All lines from the opening of the data to the line containing "pub trait LandmarkDetector: Send" must be returned unchanged, and only those lines.

== THE INPUT ==

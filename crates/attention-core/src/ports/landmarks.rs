//! Landmark detector port.

use image::DynamicImage;

use crate::domain::FaceLandmarks;

/// Port for facial landmark detection.
pub trait LandmarkDetector: Send + Sync {
    /// Returns a short name for logs.
    fn name(&self) -> &'static str;

    /// Detects the most prominent face.
    ///
    /// `Ok(None)` means no face was found, which is a normal outcome.
    ///
    /// # Errors
    ///
    /// Returns an error if the detector itself fails (weights missing,
    /// inference error).
    fn detect(&self, image: &DynamicImage) -> anyhow::Result<Option<FaceLandmarks>>;

    /// Whether the detector is ready without further loading.
    fn is_ready(&self) -> bool {
        true
    }
}
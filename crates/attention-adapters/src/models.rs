//! Detector weights directory.

use std::path::PathBuf;

/// Detector weight file metadata.
#[derive(Debug, Clone)]
pub struct ModelInfo {
    /// Model name/identifier.
    pub name: &'static str,
    /// What the weights are used for.
    pub description: &'static str,
    /// Filename in models directory.
    pub filename: &'static str,
}

/// Name of the face detector weights.
pub const BLAZEFACE: &str = "blazeface";
/// Name of the eye-landmark regressor weights.
pub const EYE_LANDMARKS: &str = "eye_landmarks";

/// Known detector models.
pub const MODELS: &[ModelInfo] = &[
    ModelInfo {
        name: BLAZEFACE,
        description: "face box and keypoints (128x128 input)",
        filename: "blazeface.safetensors",
    },
    ModelInfo {
        name: EYE_LANDMARKS,
        description: "eye contour and iris regressor (34x26 grayscale input)",
        filename: "eye_landmarks.safetensors",
    },
];

/// Returns the models directory path.
///
/// Uses `XDG_DATA_HOME/attention-ml/models` or `~/.local/share/attention-ml/models`.
#[must_use]
pub fn models_dir() -> PathBuf {
    dirs::data_dir()
        .unwrap_or_else(|| PathBuf::from("."))
        .join("attention-ml")
        .join("models")
}

/// Returns the path to a specific model file.
#[must_use]
pub fn model_path(name: &str) -> Option<PathBuf> {
    MODELS
        .iter()
        .find(|m| m.name == name)
        .map(|m| models_dir().join(m.filename))
}

/// Checks if all models are installed.
#[must_use]
pub fn all_models_installed() -> bool {
    let dir = models_dir();
    MODELS.iter().all(|m| dir.join(m.filename).exists())
}

/// Lists known models with their install status.
#[must_use]
pub fn list_models() -> Vec<(&'static ModelInfo, bool)> {
    let dir = models_dir();
    MODELS
        .iter()
        .map(|m| (m, dir.join(m.filename).exists()))
        .collect()
}
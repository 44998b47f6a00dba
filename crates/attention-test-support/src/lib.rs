//! Test support utilities for attention-ml.
//!
//! Provides mock port implementations and synthetic fixtures (landmark sets,
//! frames, persisted records) shared by the tests of every crate.
//!
//! # Example
//!
//! ```
//! use attention_test_support::{MockLandmarkDetector, SyntheticLandmarks};
//!
//! // A detector that always sees an attentive face
//! let detector = MockLandmarkDetector::always(SyntheticLandmarks::attentive());
//! assert_eq!(detector.calls(), 0);
//! ```

mod builders;
mod mocks;

pub use builders::{RecordBuilder, SyntheticImageBuilder, SyntheticLandmarks};
pub use mocks::{
    MockEventSink, MockFrameLoader, MockLandmarkDetector, MockProgressSink, MockRecordSource,
    MockSampleOutput, SinkBehaviour,
};
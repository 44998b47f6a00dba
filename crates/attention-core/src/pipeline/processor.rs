//! One frame through extract → append → aggregate → infer → arbitrate.

use std::sync::Arc;

use anyhow::Result;
use image::DynamicImage;
use tracing::{debug, warn};

use super::{
    aggregate, arbitrate, face_crop, image_to_chw, FeatureExtractor, FeatureSample, ScoredFrame,
    SessionStore,
};
use crate::domain::{EventContext, SessionRef};
use crate::inference::{ModelOutcome, ModelRuntime, Unavailable};
use crate::ports::FrameArchive;

/// Online scoring pipeline shared by all requests.
pub struct AttentionPipeline {
    extractor: FeatureExtractor,
    store: Arc<SessionStore>,
    runtime: Arc<ModelRuntime>,
    archive: Option<Arc<dyn FrameArchive>>,
}

impl AttentionPipeline {
    /// Assembles the pipeline.
    #[must_use]
    pub fn new(extractor: FeatureExtractor, store: Arc<SessionStore>, runtime: Arc<ModelRuntime>) -> Self {
        Self {
            extractor,
            store,
            runtime,
            archive: None,
        }
    }

    /// Archives every face crop.
    #[must_use]
    pub fn with_archive(mut self, archive: Arc<dyn FrameArchive>) -> Self {
        self.archive = Some(archive);
        self
    }

    /// Session windows.
    #[must_use]
    pub fn store(&self) -> &Arc<SessionStore> {
        &self.store
    }

    /// Model runtime.
    #[must_use]
    pub fn runtime(&self) -> &Arc<ModelRuntime> {
        &self.runtime
    }

    /// Whether the landmark detector is loaded.
    #[must_use]
    pub fn detector_ready(&self) -> bool {
        self.extractor.is_ready()
    }

    /// Scores one decoded frame of `session`.
    ///
    /// Holds the session lock for the whole computation, so frames of one
    /// session are processed in arrival order. CPU-bound; call from a
    /// blocking context.
    ///
    /// # Errors
    ///
    /// Returns an error only when the landmark detector fails.
    pub fn process(&self, session: SessionRef, image: &DynamicImage, context: &EventContext) -> Result<ScoredFrame> {
        let handle = self.store.session(session);
        let mut state = handle.lock();

        let features = self.extractor.extract(image)?;
        state.append_feature(FeatureSample::from(&features));

        let mut frame_path = None;
        if let Some(bbox) = features.bounding_box {
            let size = u32::try_from(self.runtime.shape().height).unwrap_or(u32::MAX);
            if let Some(crop) = face_crop(image, &bbox, size) {
                match image_to_chw(&crop, size) {
                    Ok(tensor) => state.append_frame(tensor),
                    Err(e) => warn!(%session, "Dropping face crop: {e:#}"),
                }
                frame_path = self.archive_crop(session, &crop);
            }
        }

        let temporal = aggregate(&state.features().to_vec());
        let model = if features.face_present {
            self.runtime.infer(&state.frames().to_vec(), context.spinning)
        } else {
            ModelOutcome::Unavailable(Unavailable::NoFace)
        };
        drop(state);

        let decision = arbitrate(features.face_present, &temporal, &model);
        debug!(
            %session,
            source = ?decision.source,
            value = ?decision.value,
            window = temporal.sequence_len,
            "Frame scored"
        );

        Ok(ScoredFrame {
            features,
            temporal,
            model,
            decision,
            frame_path,
        })
    }

    fn archive_crop(&self, session: SessionRef, crop: &DynamicImage) -> Option<String> {
        let archive = self.archive.as_ref()?;
        archive
            .store(session, crop)
            .map_err(|e| warn!(%session, "Frame capture failed: {e:#}"))
            .ok()
    }
}

#[cfg(test)]
mod tests {
    use super::*;
    use std::time::Duration;

    use anyhow::bail;
    use candle_core::Device;
    use parking_lot::Mutex;

    use crate::domain::{EyeLandmarks, FaceLandmarks};
    use crate::inference::SequenceShape;
    use crate::pipeline::ScoreSource;
    use crate::ports::LandmarkDetector;

    enum Stub {
        Face,
        Empty,
        Broken,
    }

    impl LandmarkDetector for Stub {
        fn name(&self) -> &'static str {
            "stub"
        }

        fn detect(&self, _image: &DynamicImage) -> Result<Option<FaceLandmarks>> {
            let eye = |cx: f32| EyeLandmarks {
                contour: [
                    [cx - 5.0, 30.0],
                    [cx - 2.0, 28.5],
                    [cx + 2.0, 28.5],
                    [cx + 5.0, 30.0],
                    [cx + 2.0, 31.5],
                    [cx - 2.0, 31.5],
                ],
                iris: [cx, 30.0],
            };
            match self {
                Self::Face => Ok(Some(FaceLandmarks {
                    left_eye: eye(40.0),
                    right_eye: eye(24.0),
                    face_points: vec![[32.0, 40.0], [32.0, 48.0]],
                    confidence: 0.9,
                })),
                Self::Empty => Ok(None),
                Self::Broken => bail!("weights missing"),
            }
        }
    }

    #[derive(Default)]
    struct Recorder(Mutex<Vec<(SessionRef, u32)>>);

    impl FrameArchive for Recorder {
        fn store(&self, session: SessionRef, crop: &DynamicImage) -> Result<String> {
            self.0.lock().push((session, crop.width()));
            Ok(format!("{session}/0.jpg"))
        }
    }

    fn pipeline(stub: Stub) -> AttentionPipeline {
        let shape = SequenceShape::rgb(4, 16);
        AttentionPipeline::new(
            FeatureExtractor::new(Arc::new(stub)),
            Arc::new(SessionStore::new(shape.seq_len, Duration::from_secs(60))),
            Arc::new(ModelRuntime::new(None, shape, Device::Cpu)),
        )
    }

    #[test]
    fn test_no_face_appends_zero_feature_only() -> Result<()> {
        let p = pipeline(Stub::Empty);
        let key = SessionRef::Course(1);
        let scored = p.process(key, &DynamicImage::new_rgb8(64, 64), &EventContext::default())?;

        assert_eq!(scored.decision.source, ScoreSource::NoFace);
        assert!(scored.decision.value.is_none());
        assert_eq!(scored.model, ModelOutcome::Unavailable(Unavailable::NoFace));

        let snap = p.store().snapshot(key).unwrap_or_else(|| panic!("session created"));
        assert_eq!(snap.features.len(), 1);
        assert!(snap.features[0].score.abs() < f32::EPSILON);
        assert!(snap.frames.is_empty());
        Ok(())
    }

    #[test]
    fn test_face_frames_fill_windows_and_fall_back_to_heuristic() -> Result<()> {
        let p = pipeline(Stub::Face);
        let key = SessionRef::Diagnostic(5);
        let image = DynamicImage::new_rgb8(64, 64);

        let mut last = None;
        for _ in 0..6 {
            last = Some(p.process(key, &image, &EventContext::default())?);
        }
        let scored = last.unwrap_or_else(|| panic!("processed"));
        assert_eq!(scored.decision.source, ScoreSource::Heuristic);
        assert_eq!(scored.model, ModelOutcome::Unavailable(Unavailable::NotLoaded));
        assert_eq!(scored.temporal.sequence_len, 4);
        assert!(scored.decision.value.is_some_and(|v| (0.0..=1.0).contains(&v)));

        let snap = p.store().snapshot(key).unwrap_or_else(|| panic!("session created"));
        assert_eq!(snap.frames.len(), 4);
        assert_eq!(snap.frames[0].dims(), &[3, 16, 16]);
        Ok(())
    }

    #[test]
    fn test_detector_failure_propagates() {
        let p = pipeline(Stub::Broken);
        let result = p.process(SessionRef::Course(1), &DynamicImage::new_rgb8(8, 8), &EventContext::default());
        assert!(result.is_err());
    }

    #[test]
    fn test_crops_are_archived() -> Result<()> {
        let recorder = Arc::new(Recorder::default());
        let p = pipeline(Stub::Face).with_archive(recorder.clone());
        let scored = p.process(SessionRef::Course(2), &DynamicImage::new_rgb8(64, 64), &EventContext::default())?;

        assert_eq!(scored.frame_path.as_deref(), Some("course-2/0.jpg"));
        assert_eq!(recorder.0.lock().as_slice(), &[(SessionRef::Course(2), 16)]);
        Ok(())
    }
}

===

▸ **RESPONSE AREA**
filename crates/attention-core/src/ports/landmarks.rs
//! Landmark detector port.

use image::DynamicImage;

use crate::domain::FaceLandmarks;

/// Port for facial landmark detection.
pub trait LandmarkDetector: Send + Sync {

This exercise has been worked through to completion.